Voice AI glossary
The words used across voice AI, telephony, and Adam's own dashboard - what they mean, and what Adam does with them.
Voice and speech
The audio machinery every AI phone call runs on.
- ASR (automatic speech recognition)
- The system that turns a caller's speech into text as they speak. Also called speech-to-text. Its accuracy caps everything downstream, measured by word error rate on real call audio. It works in real time, producing words before the caller finishes the sentence - and it's the first thing we tune for each language, Polish hardest.
- STT (speech-to-text)
- The same job as ASR, under the name cloud platforms tend to use. On Adam it sits inside the all-in per-minute price - no separate speech vendor to wire up or invoice.
- TTS (text-to-speech)
- The system that turns Adam's words into audio on the line. Judged on naturalness, prosody, and how fast the first sound arrives. Each language gets a native voice tuned for it, not a generic one bolted on.
- Voice cloning
- Building a synthetic voice from a short recording of a real speaker. Adam doesn't clone your staff - each language gets its own native voice, so Polish sounds Polish and not translated.
- Latency
- The gap between the caller finishing a sentence and Adam starting his reply. Under roughly 400 milliseconds it feels like a normal conversation; past a second, callers notice the delay and start to disengage. Holding it down drives most of the engineering in a voice agent.
- Barge-in
- When the caller talks over Adam mid-sentence. A production agent has to catch it within about 150 milliseconds, stop cleanly, and treat the interruption as the real input. People interrupt phone calls constantly, so this is table stakes.

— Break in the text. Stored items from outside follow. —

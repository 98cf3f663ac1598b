use super::{FetchAlignment, Page, RangeDataSource, SourceKind, SourceOptions};
use crate::cache::{CacheStrategy, GenomicRecord, Resolution};
use crate::interval::ContigInterval;
use crate::types::Alignment;
use crate::{Error, Result};
use serde::Deserialize;
use serde_json::Value;

/// Rounded views wider than this are not fetched; reads at that zoom are
/// too dense to be useful.
pub const MAX_BASE_PAIRS_TO_FETCH: u64 = 40_000;

const BASE_PAIRS_PER_FETCH: u64 = 1_000;

/// Reads from a GA4GH-style endpoint, paged with `nextPageToken`.
#[derive(Debug, Clone, Copy, Default)]
pub struct Alignments;

/// Reads are keyed by fragment and read number, so the same read returned
/// for two neighbouring gaps is stored once.
#[derive(Debug, Clone, Copy, Default)]
pub struct AlignmentStrategy;

impl CacheStrategy<Alignment> for AlignmentStrategy {
    fn key(&self, record: &Alignment) -> String {
        record.key()
    }

    fn filter(&self, range: &ContigInterval, record: &Alignment, _resolution: Option<Resolution>) -> bool {
        range.chr_on_contig(record.contig())
            && record.start() <= range.stop()
            && range.start() <= record.stop()
    }
}

impl SourceKind for Alignments {
    type Record = Alignment;
    type Strategy = AlignmentStrategy;

    const NAME: &'static str = "alignments";

    fn strategy(&self) -> AlignmentStrategy {
        AlignmentStrategy
    }

    fn options(&self) -> SourceOptions {
        SourceOptions {
            alignment: FetchAlignment::Round {
                multiple: BASE_PAIRS_PER_FETCH,
                zero_based: false,
            },
            max_span: MAX_BASE_PAIRS_TO_FETCH,
            binned: false,
        }
    }

    fn parse(&self, range: &ContigInterval, response: &Value) -> Result<Page<Alignment>> {
        let body = match response {
            Value::Null => return Ok(Page::last(Vec::new())),
            Value::Object(body) => body,
            other => {
                return Err(Error::InvalidResponse(format!(
                    "expected an alignments object, got: {}",
                    other
                )));
            }
        };

        let mut records = Vec::new();
        if let Some(Value::Array(items)) = body.get("alignments") {
            for item in items {
                match Alignment::deserialize(item) {
                    Ok(alignment) => records.push(alignment),
                    Err(e) => tracing::debug!(%range, "skipping malformed alignment: {}", e),
                }
            }
        }

        let next_page_token = body
            .get("nextPageToken")
            .and_then(Value::as_str)
            .filter(|token| !token.is_empty())
            .map(str::to_string);

        Ok(Page {
            records,
            next_page_token,
        })
    }
}

pub type AlignmentDataSource = RangeDataSource<Alignments>;

impl AlignmentDataSource {
    pub fn get_alignments_in_range(&self, range: &ContigInterval) -> Vec<Alignment> {
        self.get_in_range(range, Some(Resolution::BASE))
    }
}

- VAD (voice activity detection)
- The component that decides when the caller has finished speaking. Tuning it trades responsiveness - cutting in early - against patience - sitting through a mid-sentence pause. Wrong tuning is the most common reason agents talk over callers.
- Turn detection
- The wider judgment of whose turn it is to speak - VAD plus the context of what's been said. Good turn-taking is the difference between a conversation and two people talking past each other.
- Diarization
- Separating who said what when more than one person is on the line. It keeps the transcript straight and tells Adam which voice to answer.
- WER (word error rate)
- The standard measure of speech-recognition accuracy: the words misheard, dropped, or invented, over everything said. Lower is better. Noisy lines and proper names push it up; clean audio keeps it in the single digits.
Telephony
How a call reaches a phone.
- PSTN (public switched telephone network)

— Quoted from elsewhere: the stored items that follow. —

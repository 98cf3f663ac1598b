use super::{Page, RangeDataSource, SourceKind, SourceOptions, parse_records};
use crate::cache::{CacheStrategy, Resolution};
use crate::interval::ContigInterval;
use crate::types::Chromosome;
use crate::{Error, Result};
use serde_json::Value;

/// Chromosome ideograms with their cytobands.
#[derive(Debug, Clone, Copy, Default)]
pub struct Karyogram;

/// One record per chromosome name; a query returns the chromosome the range
/// is on, regardless of position.
#[derive(Debug, Clone, Copy, Default)]
pub struct ChromosomeStrategy;

impl CacheStrategy<Chromosome> for ChromosomeStrategy {
    fn key(&self, record: &Chromosome) -> String {
        record.name.clone()
    }

    fn filter(&self, range: &ContigInterval, record: &Chromosome, _resolution: Option<Resolution>) -> bool {
        range.chr_on_contig(&record.name)
    }
}

impl SourceKind for Karyogram {
    type Record = Chromosome;
    type Strategy = ChromosomeStrategy;

    const NAME: &'static str = "karyogram";

    fn strategy(&self) -> ChromosomeStrategy {
        ChromosomeStrategy
    }

    fn options(&self) -> SourceOptions {
        SourceOptions::default()
    }

    /// Accepts a bare array, or a `{"chromosomes": [...], "nextPageToken": ..}` page.
    fn parse(&self, _range: &ContigInterval, response: &Value) -> Result<Page<Chromosome>> {
        match response {
            Value::Object(body) => {
                let records = match body.get("chromosomes") {
                    Some(chromosomes) => parse_records(chromosomes)?,
                    None => Vec::new(),
                };
                let next_page_token = body
                    .get("nextPageToken")
                    .and_then(Value::as_str)
                    .filter(|token| !token.is_empty())
                    .map(str::to_string);
                Ok(Page {
                    records,
                    next_page_token,
                })
            }
            Value::Null | Value::Array(_) => Ok(Page::last(parse_records(response)?)),
            other => Err(Error::InvalidResponse(format!(
                "expected chromosomes, got: {}",
                other
            ))),
        }
    }
}

pub type KaryogramDataSource = RangeDataSource<Karyogram>;

impl KaryogramDataSource {
    pub fn get_chromosomes_in_range(&self, range: &ContigInterval) -> Vec<Chromosome> {
        self.get_in_range(range, Some(Resolution::BASE))
    }
}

- The global phone network every mobile and landline connects to. Adam's calls are ordinary calls on it: a real phone rings, no app needed.
- SIP (session initiation protocol)
- The protocol phone systems use to set up, manage, and end calls over IP. The signalling layer under modern telephony.
- SIP trunking
- Routing calls through a SIP carrier connection instead of physical phone lines. How a business plugs its phone system into the wider network, and how a platform routes through an existing carrier.
- E.164
- The international phone-number format: a plus sign, country code, and number, no spaces - +48512345678. The format Adam's lead imports and API expect.
- Caller ID
- The number that shows on the phone as it rings. Adam calls from real, dedicated numbers, not anonymized or spoofed ones.
- DTMF
- The touch-tone signals a phone keypad sends - the 'press 1 for sales' codes that legacy menus run on.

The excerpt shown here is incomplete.